7. Protein Interactions & Interfaces
- Call
string_get_interactions with the gene symbol (species: 9606, limit: 10, required_score: 700).
- Cross-reference interaction partners with PDB complex structures — are any STRING partners seen in co-crystal structures?
- Note which structural regions are involved in protein-protein interfaces (from PDB entity details).
8. Literature
- Call
pubmed_search with the gene symbol + "crystal structure" OR "cryo-EM structure" (max_results: 8).
- Focus on recent structural papers, especially those describing new structures, drug binding, or mechanistic insights.
Report Format
# Structural Biology Report: [PROTEIN NAME] ([GENE SYMBOL])
## Summary
One-paragraph overview: structural knowledge for this protein, key structural features, druggable pockets, and gaps in structural coverage.
## Protein Overview
- Gene: [symbol], Protein: [name], UniProt: [accession]
- Length: [N] amino acids
- Function: [brief description]
- Key domains: [list with positions]
## Domain Architecture
[1]---[Domain A: 50-150]---[Domain B: 200-350]---[N]

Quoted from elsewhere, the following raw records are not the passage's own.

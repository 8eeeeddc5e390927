//! In-memory repositories for service tests.

use async_trait::async_trait;
use chrono::Utc;
use std::sync::atomic::{AtomicUsize, Ordering};
use std::sync::Mutex;

use crate::domain::{
    DomainError, DomainResult, GiftError, GiftRecord, GiftValidationError, Guest, NewGift,
    RegistryItem, RsvpUpdate,
};
use crate::repository::{GuestRepository, RegistryRepository, Repository};

fn storage_down() -> DomainError {
    DomainError::Internal("storage unavailable".to_string())
}

#[derive(Default)]
pub struct MockGuestRepository {
    guests: Mutex<Vec<Guest>>,
    updates: AtomicUsize,
    fail: bool,
}

impl MockGuestRepository {
    pub fn with_guests(guests: Vec<Guest>) -> Self {
        Self {
            guests: Mutex::new(guests),
            ..Default::default()
        }
    }

    pub fn failing() -> Self {
        Self {
            fail: true,
            ..Default::default()
        }
    }

    pub fn updates(&self) -> usize {
        self.updates.load(Ordering::SeqCst)
    }

    pub fn guest(&self, id: i64) -> Option<Guest> {
        self.guests.lock().unwrap().iter().find(|g| g.id == id).cloned()
    }

    fn check(&self) -> DomainResult<()> {
        if self.fail {
            Err(storage_down())
        } else {
            Ok(())
        }
    }
}

#[async_trait]
impl Repository<Guest> for MockGuestRepository {
    async fn save(&self, entity: &Guest) -> DomainResult<Guest> {
        self.check()?;
        let mut guests = self.guests.lock().unwrap();
        guests.retain(|g| g.id != entity.id);
        guests.push(entity.clone());
        Ok(entity.clone())
    }

    async fn find_by_id(&self, id: i64) -> DomainResult<Option<Guest>> {
        self.check()?;
        Ok(self.guest(id))
    }

    async fn list(&self) -> DomainResult<Vec<Guest>> {
        self.check()?;
        Ok(self.guests.lock().unwrap().clone())
    }
}

#[async_trait]
impl GuestRepository for MockGuestRepository {
    async fn find_by_name(&self, first_name: &str, last_name: &str) -> DomainResult<Option<Guest>> {
        self.check()?;
        Ok(self
            .guests
            .lock()
            .unwrap()
            .iter()
            .find(|g| g.first_name == first_name && g.last_name == last_name)
            .cloned())
    }

    async fn update_rsvp(&self, id: i64, update: &RsvpUpdate) -> DomainResult<Guest> {
        self.check()?;
        let mut guests = self.guests.lock().unwrap();
        let guest = guests
            .iter_mut()
            .find(|g| g.id == id)
            .ok_or_else(|| DomainError::NotFound(format!("Guest {}", id)))?;

        guest.attending = Some(update.attending);
        guest.updated_at = Some(Utc::now());
        if !update.email.is_empty() {
            guest.email = update.email.clone();
        }
        if !update.phone.is_empty() {
            guest.phone = update.phone.clone();
        }
        self.updates.fetch_add(1, Ordering::SeqCst);
        Ok(guest.clone())
    }
}

#[derive(Default)]
pub struct MockRegistryRepository {
    items: Mutex<Vec<RegistryItem>>,
    gifts: Mutex<Vec<GiftRecord>>,
    fail: bool,
}

impl MockRegistryRepository {
    pub fn with_items(items: Vec<RegistryItem>) -> Self {
        Self {
            items: Mutex::new(items),
            ..Default::default()
        }
    }

    pub fn failing() -> Self {
        Self {
            fail: true,
            ..Default::default()
        }
    }

    pub fn item(&self, id: &str) -> Option<RegistryItem> {
        self.items.lock().unwrap().iter().find(|i| i.id == id).cloned()
    }

    pub fn gifts(&self) -> Vec<GiftRecord> {
        self.gifts.lock().unwrap().clone()
    }

    fn check(&self) -> DomainResult<()> {
        if self.fail {
            Err(storage_down())
        } else {
            Ok(())
        }
    }
}

#[async_trait]
impl Repository<RegistryItem> for MockRegistryRepository {
    async fn save(&self, entity: &RegistryItem) -> DomainResult<RegistryItem> {
        self.check()?;
        let mut items = self.items.lock().unwrap();
        items.retain(|i| i.id != entity.id);
        items.push(entity.clone());
        Ok(entity.clone())
    }

    async fn find_by_id(&self, id: String) -> DomainResult<Option<RegistryItem>> {
        self.check()?;
        Ok(self.item(&id))
    }

    async fn list(&self) -> DomainResult<Vec<RegistryItem>> {
        self.check()?;
        Ok(self.items.lock().unwrap().clone())
    }
}

#[async_trait]
impl RegistryRepository for MockRegistryRepository {
    async fn find_by_label(&self, label: &str) -> DomainResult<Option<RegistryItem>> {
        self.check()?;
        Ok(self.items.lock().unwrap().iter().find(|i| i.label == label).cloned())
    }

    async fn record_gift(&self, gift: &NewGift) -> Result<GiftRecord, GiftError> {
        self.check()?;
        let mut items = self.items.lock().unwrap();
        let item = items
            .iter_mut()
            .find(|i| i.label == gift.item_label)
            .ok_or_else(|| GiftValidationError::NotFound {
                label: gift.item_label.clone(),
            })?;
        item.check_gift(gift.quantity)?;
        if item.remaining().is_some() {
            item.received_quantity += gift.quantity;
        }

        let mut gifts = self.gifts.lock().unwrap();
        let record = GiftRecord {
            id: gifts.len() as i64 + 1,
            item_label: item.label.clone(),
            first_name: gift.first_name.clone(),
            last_name: gift.last_name.clone(),
            email: gift.email.clone(),
            quantity: gift.quantity,
            is_special_fund: gift.is_special_fund,
            created_at: Utc::now(),
        };
        gifts.push(record.clone());
        Ok(record)
    }

    async fn list_gifts(&self) -> DomainResult<Vec<GiftRecord>> {
        self.check()?;
        Ok(self.gifts())
    }
}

Table of all domains with InterPro/Pfam IDs, positions, and descriptions.
## Experimental Structures
### Structure Inventory
| PDB ID | Method | Resolution | Chains | Coverage | Ligands | Year |
|--------|--------|-----------|--------|----------|---------|------|
[All structures found, sorted by resolution]
**Total structures:** [N] | **Best resolution:** [X.X Å] | **Methods:** X-ray ([N]), Cryo-EM ([N]), NMR ([N])

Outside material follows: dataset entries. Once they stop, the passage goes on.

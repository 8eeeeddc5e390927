//! Database Connection and Setup
//!
//! Manages SQLite database connection and migrations.

use rusqlite::{Connection, ErrorCode};
use std::path::{Path, PathBuf};
use std::sync::Arc;
use std::time::Duration;
use tokio::sync::Mutex;

use crate::domain::{DomainError, DomainResult};

/// Connection handle shared by all repositories
pub type SharedConnection = Arc<Mutex<Option<Connection>>>;

/// Database state wrapper
#[derive(Clone)]
pub struct DbState {
    conn: SharedConnection,
    path: PathBuf,
}

impl DbState {
    pub fn connection(&self) -> SharedConnection {
        self.conn.clone()
    }

    pub fn path(&self) -> &Path {
        &self.path
    }

    /// Close the connection; later repository calls fail with `Internal`
    pub async fn close(&self) {
        self.conn.lock().await.take();
    }
}

/// Map a SQLite error onto the domain error type
pub(crate) fn db_error(e: rusqlite::Error) -> DomainError {
    match e.sqlite_error_code() {
        Some(ErrorCode::ConstraintViolation) => DomainError::Conflict(e.to_string()),
        _ => DomainError::Internal(e.to_string()),
    }
}

pub(crate) fn not_initialized() -> DomainError {
    DomainError::Internal("Database not initialized".to_string())
}

/// Initialize database with path (`:memory:` for a private in-memory database)
pub async fn init_db(db_path: &Path) -> DomainResult<DbState> {
    if let Some(parent) = db_path.parent().filter(|p| !p.as_os_str().is_empty()) {
        std::fs::create_dir_all(parent)
            .map_err(|e| DomainError::Internal(format!("Failed to create db dir: {}", e)))?;
    }

    let conn = Connection::open(db_path).map_err(db_error)?;
    conn.busy_timeout(Duration::from_secs(5)).map_err(db_error)?;

    // Run migrations
    run_migrations(&conn)?;

    Ok(DbState {
        conn: Arc::new(Mutex::new(Some(conn))),
        path: db_path.to_path_buf(),
    })
}

/// Run database migrations
fn run_migrations(conn: &Connection) -> DomainResult<()> {
    conn.execute_batch(
        "CREATE TABLE IF NOT EXISTS guests (
            id INTEGER PRIMARY KEY AUTOINCREMENT,
            first_name TEXT NOT NULL,
            last_name TEXT NOT NULL,
            email TEXT NOT NULL DEFAULT '',
            phone TEXT NOT NULL DEFAULT '',
            attending INTEGER,
            updated_at INTEGER
        );
        CREATE INDEX IF NOT EXISTS idx_guests_name ON guests(first_name, last_name);

        CREATE TABLE IF NOT EXISTS registry_items (
            id TEXT PRIMARY KEY,
            label TEXT NOT NULL UNIQUE,
            description TEXT NOT NULL DEFAULT '',
            price REAL NOT NULL DEFAULT 0,
            image TEXT NOT NULL DEFAULT '',
            alt TEXT NOT NULL DEFAULT '',
            requested_quantity INTEGER,
            received_quantity INTEGER NOT NULL DEFAULT 0,
            purchase_link TEXT NOT NULL DEFAULT '',
            is_special_fund INTEGER NOT NULL DEFAULT 0,
            position INTEGER NOT NULL DEFAULT 0
        );

        CREATE TABLE IF NOT EXISTS gifts (
            id INTEGER PRIMARY KEY AUTOINCREMENT,
            item_label TEXT NOT NULL,
            first_name TEXT NOT NULL,
            last_name TEXT NOT NULL,
            email TEXT NOT NULL DEFAULT '',
            quantity INTEGER NOT NULL,
            is_special_fund INTEGER NOT NULL DEFAULT 0,
            created_at INTEGER NOT NULL
        );",
    )
    .map_err(db_error)?;

    Ok(())
}

#[cfg(test)]
mod tests {
    use super::*;

    fn has_column(conn: &Connection, table: &str, column: &str) -> bool {
        conn.prepare(&format!("SELECT {column} FROM {table} LIMIT 0")).is_ok()
    }

    #[tokio::test]
    async fn test_init_memory_db_runs_migrations() {
        let state = init_db(Path::new(":memory:")).await.expect("init");
        let conn = state.connection();
        let guard = conn.lock().await;
        let conn = guard.as_ref().unwrap();

        assert!(has_column(conn, "guests", "attending"));
        assert!(has_column(conn, "registry_items", "position"));
        assert!(has_column(conn, "gifts", "created_at"));
        assert!(!has_column(conn, "gifts", "nope"));
    }

    #[tokio::test]
    async fn test_migrations_are_idempotent() {
        let dir = tempfile::tempdir().unwrap();
        let path = dir.path().join("data").join("wedding.db");

        let first = init_db(&path).await.expect("first init");
        first.close().await;

        let second = init_db(&path).await.expect("second init");
        assert_eq!(second.path(), path.as_path());
    }

    #[tokio::test]
    async fn test_closed_state_has_no_connection() {
        let state = init_db(Path::new(":memory:")).await.unwrap();
        state.close().await;
        assert!(state.connection().lock().await.is_none());
    }
}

### Key Structures Highlighted
#### Best Overall: [PDB ID] — [Title]
- Method: [X-ray/Cryo-EM], Resolution: [X.X Å]
- Coverage: residues [start]-[end] ([%] of protein)
- Key features: [what makes this structure notable]

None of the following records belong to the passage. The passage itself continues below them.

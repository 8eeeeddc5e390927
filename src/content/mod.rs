//! Static Site Content
//!
//! Hardcoded data tables rendered by the pages.

mod details;
mod faqs;
mod places;
mod registry;

pub use details::{
    important_details, overview_details, page_cards, timeline_events, venue, COUPLE, WEDDING_DATE,
};
pub use faqs::faq_entries;
pub use places::{cost_label, places, PLACE_PLACEHOLDER, STAY_NOTE};
pub use registry::{initial_registry_items, REGISTRY_PLACEHOLDER};

use chrono::NaiveDate;
use percent_encoding::{utf8_percent_encode, AsciiSet, NON_ALPHANUMERIC};

/// Characters kept as-is in a maps query; space is handled separately
const QUERY_ENCODE_SET: &AsciiSet = &NON_ALPHANUMERIC
    .remove(b'-')
    .remove(b'_')
    .remove(b'.')
    .remove(b'~')
    .remove(b' ');

/// Google Maps search link for a place name or address
pub fn directions_link(query: &str) -> String {
    let encoded = utf8_percent_encode(query.trim(), QUERY_ENCODE_SET)
        .to_string()
        .replace(' ', "+");
    format!("https://maps.google.com/?q={}", encoded)
}

/// Days from `today` until the wedding (negative once it has passed)
pub fn days_until(today: NaiveDate) -> i64 {
    (WEDDING_DATE - today).num_days()
}

/// Hero countdown text
pub fn countdown_label(days: i64) -> String {
    match days {
        d if d > 1 => format!("In {} days...", d),
        1 => "In 1 day...".to_string(),
        0 => "Today's the day!".to_string(),
        _ => "Just married!".to_string(),
    }
}

/// Today's date from the browser clock
pub fn today() -> NaiveDate {
    let now = js_sys::Date::new_0();
    NaiveDate::from_ymd_opt(now.get_full_year() as i32, now.get_month() + 1, now.get_date())
        .unwrap_or(WEDDING_DATE)
}

#[cfg(test)]
mod tests {
    use super::*;
    use crate::models::PlaceCategory;

    #[test]
    fn test_directions_link() {
        assert_eq!(
            directions_link("Centennial Park Nashville"),
            "https://maps.google.com/?q=Centennial+Park+Nashville"
        );
        assert_eq!(
            directions_link("Cheekwood Estate & Gardens"),
            "https://maps.google.com/?q=Cheekwood+Estate+%26+Gardens"
        );
        assert_eq!(
            directions_link("Hattie B's"),
            "https://maps.google.com/?q=Hattie+B%27s"
        );
    }

    #[test]
    fn test_days_until() {
        let date = NaiveDate::from_ymd_opt(2026, 10, 1).unwrap();
        assert_eq!(days_until(date), 10);
        assert_eq!(days_until(WEDDING_DATE), 0);
        assert_eq!(days_until(NaiveDate::from_ymd_opt(2026, 10, 12).unwrap()), -1);
    }

    #[test]
    fn test_countdown_label() {
        assert_eq!(countdown_label(10), "In 10 days...");
        assert_eq!(countdown_label(1), "In 1 day...");
        assert_eq!(countdown_label(0), "Today's the day!");
        assert_eq!(countdown_label(-3), "Just married!");
    }

    #[test]
    fn test_place_lists_sorted_by_label() {
        for category in PlaceCategory::ALL {
            let list = places(category);
            assert!(!list.is_empty());
            let labels: Vec<&str> = list.iter().map(|p| p.label).collect();
            let mut sorted = labels.clone();
            sorted.sort_by_key(|l| l.to_lowercase());
            assert_eq!(labels, sorted);
        }
    }

    #[test]
    fn test_every_faq_category_has_entries() {
        for category in crate::models::FaqCategory::ORDER {
            assert!(!faq_entries(category).is_empty());
        }
    }

    #[test]
    fn test_initial_registry_has_one_special_fund() {
        let items = initial_registry_items();
        let funds: Vec<_> = items.iter().filter(|i| i.is_special_fund).collect();
        assert_eq!(funds.len(), 1);
        assert!(funds[0].requested_quantity.is_none());
    }
}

#### Best Ligand-Bound: [PDB ID] — [Title]
- Ligand: [name/identifier]
- Binding site residues: [list]
- Drug relevance: [if applicable]
#### Best Complex: [PDB ID] — [Title]
- Complex partners: [proteins/DNA/RNA]
- Interface residues: [key contacts]
### Structure Coverage Map
Visual representation of which protein regions are covered by experimental structures:
Protein: [1]=========================[N]
Domain A: [====50-150====]
Domain B: [====200-350====]
PDB 1XXX: [--30---------180--]
PDB 2YYY: [--120--------300--]
PDB 3ZZZ: [--280---350--]
Gap: [1-29] [181-199] [351-N]
## AlphaFold Prediction
- Mean pLDDT: [score]
- High-confidence regions (pLDDT > 90): [ranges]
- Confident regions (70-90): [ranges]
- Low-confidence / disordered (< 50): [ranges]
- Comparison with PDB: [which gaps in PDB are predicted well by AlphaFold?]
- Model URLs: [PDB file], [CIF file]
## Pathogenic Variants on Structure
### Variant Hotspots
| Domain/Region | Variants | Significance |
|--------------|----------|-------------|
[Domains ranked by number of pathogenic variants]
### Key Pathogenic Variants
| Variant | Position | Domain | ClinVar Significance | Structural Context |
|---------|----------|--------|---------------------|-------------------|
[Top 10 pathogenic variants with structural interpretation]
**Interpretation:** [Where do pathogenic variants cluster? Do they affect active sites, stability, or interfaces?]
## Protein Interaction Interfaces
- Top interaction partners (STRING):
| Partner | Score | Co-crystal Structure? |
|---------|-------|--------------------|
- Structurally characterized interfaces: [which interactions have PDB structures?]
- Key interface residues: [from complex structures]
## Structural Literature
| # | Title | Year | Journal | PMID |
|---|-------|------|---------|------|
[Top 5-8 structural papers]
## Druggability Assessment
- Known ligand-binding sites from PDB structures
- Druggable pockets: [based on ligand-bound structures]
- Allosteric sites: [if any structures reveal allosteric mechanisms]
- Drug candidates: [if any PDB ligands are known drugs or clinical candidates]
## Key Takeaways
- [3-5 bullet points summarizing structural knowledge, gaps, variant hotspots, and druggability]
## Data Sources
List which databases were queried and whether each returned data successfully.
Keep the report factual — only include data returned by the tools. Do not fabricate PDB IDs, resolutions, or structural details. If a section has no data, write "No data available from [source]."